July 20, 2012 — Advocates for survivors of sexual assault in the military testified during a House Veterans' Affairs Committee hearing on Wednesday about the difficulties of obtaining veterans' benefits for sexual trauma, Stars and Stripes reports.
The Department of Defense allows service members reporting a sexual assault to file either an unrestricted or restricted report. According to Stars and Stripes, the restricted reports are designed to protect victims' confidentiality, and although victims can receive treatment and counseling, no criminal charges or formal complaints are filed.

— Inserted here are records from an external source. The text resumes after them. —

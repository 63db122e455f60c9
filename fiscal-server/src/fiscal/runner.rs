//! Fiscal executable invocation
//!
//! The vendor ships the same tool with two incompatible command-line
//! conventions:
//!
//! ```text
//! IntTFHKA "SendFileCmd(factura_actual.txt)"     (Windows builds)
//! tfinulx SendFileCmd factura_actual.txt         (Linux builds)
//! ```
//!
//! [`InvocationStyle`] captures the difference once, selected at
//! startup. [`CommandRunner`] is the seam the executor talks through;
//! tests inject scripted runners instead of spawning processes.

use std::path::{Path, PathBuf};
use std::process::Stdio;
use std::time::Duration;

use async_trait::async_trait;
use thiserror::Error;
use tracing::{debug, instrument};

use fiscal_protocol::decode_latin1;

/// A logical command for the fiscal executable
#[derive(Debug, Clone)]
pub enum FiscalCommand {
    /// `SendFileCmd` - feed a command file to the printer
    SendFile(PathBuf),
    /// `SendCmd` - a single direct command (reports, diagnostics)
    Send(String),
    /// `ReadFpStatus` - dump printer status into the given file
    ReadStatus(PathBuf),
}

impl FiscalCommand {
    pub fn name(&self) -> &'static str {
        match self {
            FiscalCommand::SendFile(_) => "SendFileCmd",
            FiscalCommand::Send(_) => "SendCmd",
            FiscalCommand::ReadStatus(_) => "ReadFpStatus",
        }
    }

    pub fn argument(&self) -> String {
        match self {
            FiscalCommand::SendFile(path) | FiscalCommand::ReadStatus(path) => {
                path.display().to_string()
            }
            FiscalCommand::Send(cmd) => cmd.clone(),
        }
    }

    pub fn is_send_file(&self) -> bool {
        matches!(self, FiscalCommand::SendFile(_))
    }
}

/// Argument convention of the installed executable build
#[derive(Debug, Clone, Copy, PartialEq, Eq)]
pub enum InvocationStyle {
    /// Single argument `Name(argument)`
    Parenthesized,
    /// Separate argv entries `Name argument`
    SeparateArgs,
}

impl InvocationStyle {
    /// Default convention for the host platform
    pub fn for_host() -> Self {
        if cfg!(windows) {
            InvocationStyle::Parenthesized
        } else {
            InvocationStyle::SeparateArgs
        }
    }

    pub fn from_name(name: &str) -> Option<Self> {
        match name {
            "parenthesized" => Some(InvocationStyle::Parenthesized),
            "argv" => Some(InvocationStyle::SeparateArgs),
            _ => None,
        }
    }

    /// Build the argv tail for a command
    pub fn args(&self, command: &FiscalCommand) -> Vec<String> {
        match self {
            InvocationStyle::Parenthesized => {
                vec![format!("{}({})", command.name(), command.argument())]
            }
            InvocationStyle::SeparateArgs => {
                vec![command.name().to_string(), command.argument()]
            }
        }
    }
}

/// Captured result of one invocation
#[derive(Debug, Clone)]
pub struct ProcessOutput {
    /// Exit status was zero
    pub exit_ok: bool,
    /// stdout, latin-1 decoded and trimmed
    pub stdout: String,
    /// stderr, latin-1 decoded and trimmed
    pub stderr: String,
}

/// Invocation-level failures (before any output classification)
#[derive(Debug, Error)]
pub enum RunnerError {
    #[error("fiscal executable not found at {0}")]
    NotInstalled(PathBuf),

    #[error("fiscal executable gave no response within {0:?}")]
    NoResponse(Duration),

    #[error("failed to launch fiscal executable: {0}")]
    Io(#[from] std::io::Error),
}

/// Seam between the executor and the operating system
#[async_trait]
pub trait CommandRunner: Send + Sync {
    /// Run `program` in `work_dir` and capture its output.
    async fn run(
        &self,
        program: &Path,
        command: &FiscalCommand,
        work_dir: &Path,
    ) -> Result<ProcessOutput, RunnerError>;
}

/// Production runner: spawns the vendor executable
pub struct ProcessRunner {
    style: InvocationStyle,
    timeout: Duration,
}

impl ProcessRunner {
    pub fn new(style: InvocationStyle, timeout: Duration) -> Self {
        Self { style, timeout }
    }
}

#[async_trait]
impl CommandRunner for ProcessRunner {
    #[instrument(skip(self), fields(command = command.name(), dir = %work_dir.display()))]
    async fn run(
        &self,
        program: &Path,
        command: &FiscalCommand,
        work_dir: &Path,
    ) -> Result<ProcessOutput, RunnerError> {
        let args = self.style.args(command);
        debug!(program = %program.display(), ?args, "invoking fiscal executable");

        let child = tokio::process::Command::new(program)
            .args(&args)
            .current_dir(work_dir)
            .stdin(Stdio::null())
            .stdout(Stdio::piped())
            .stderr(Stdio::piped())
            .kill_on_drop(true)
            .spawn()
            .map_err(|e| {
                if e.kind() == std::io::ErrorKind::NotFound {
                    RunnerError::NotInstalled(program.to_path_buf())
                } else {
                    RunnerError::Io(e)
                }
            })?;

        let output = tokio::time::timeout(self.timeout, child.wait_with_output())
            .await
            .map_err(|_| RunnerError::NoResponse(self.timeout))??;

        Ok(ProcessOutput {
            exit_ok: output.status.success(),
            stdout: decode_latin1(&output.stdout).trim().to_string(),
            stderr: decode_latin1(&output.stderr).trim().to_string(),
        })
    }
}
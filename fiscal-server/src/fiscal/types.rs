//! Request and response DTOs for the fiscal endpoints
//!
//! Request field names match the JSON the POS frontends already send;
//! response field names match what they already parse. Both stay in
//! Spanish on the wire.

use serde::{Deserialize, Serialize};

use fiscal_protocol::{Invoice, PrinterStatus};

/// Body of `POST /imprimir-factura-fiscal`
#[derive(Debug, Clone, Deserialize)]
pub struct InvoiceRequest {
    /// Terminal identifier, resolved to a directory under the base path
    #[serde(rename = "terminalUUID")]
    pub terminal_uuid: String,
    /// Invoice payload, flattened alongside the terminal field
    #[serde(flatten)]
    pub invoice: Invoice,
}

/// Body of `POST /imprimir-reporte-fiscal`
#[derive(Debug, Clone, Deserialize)]
pub struct ReportRequest {
    #[serde(rename = "terminalUUID")]
    pub terminal_uuid: String,
    /// Report kind: `"X"` (reading) or `"Z"` (closure)
    pub tipo: String,
}

/// Successful print/report/test payload
#[derive(Debug, Clone, Serialize)]
pub struct PrintOutcome {
    pub mensaje: String,
    /// Raw executable output, kept verbatim for operator diagnosis
    pub respuesta_impresora: String,
}

/// Payload of `GET /estado-impresora-fiscal/{terminal_uuid}`
#[derive(Debug, Clone, Serialize)]
pub struct StatusReport {
    pub status_code: u32,
    pub status_descripcion: &'static str,
    pub error_code: u32,
    pub error_descripcion: &'static str,
}

impl From<PrinterStatus> for StatusReport {
    fn from(status: PrinterStatus) -> Self {
        Self {
            status_code: status.status_code,
            status_descripcion: status.status_description(),
            error_code: status.error_code,
            error_descripcion: status.error_description(),
        }
    }
}
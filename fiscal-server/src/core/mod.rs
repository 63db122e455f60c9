pub mod config;
pub mod server;
pub mod state;

pub use config::Config;
pub use server::Server;
pub use state::ServerState;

Although advocates have said the restricted report option is an important tool to encourage victims to come forward, it can cause problems for those who later file veterans' benefits claims for post-traumatic stress-disorder and other problems related to the assault. In such cases, victims may provide medical tests, transfer requests and other files as secondary proof. However, Anu Bhagwati, executive director of the Service Women's Action Network, said that documentation -- if there is any at all -- often is not enough to prove a link between stress disorders and the assault.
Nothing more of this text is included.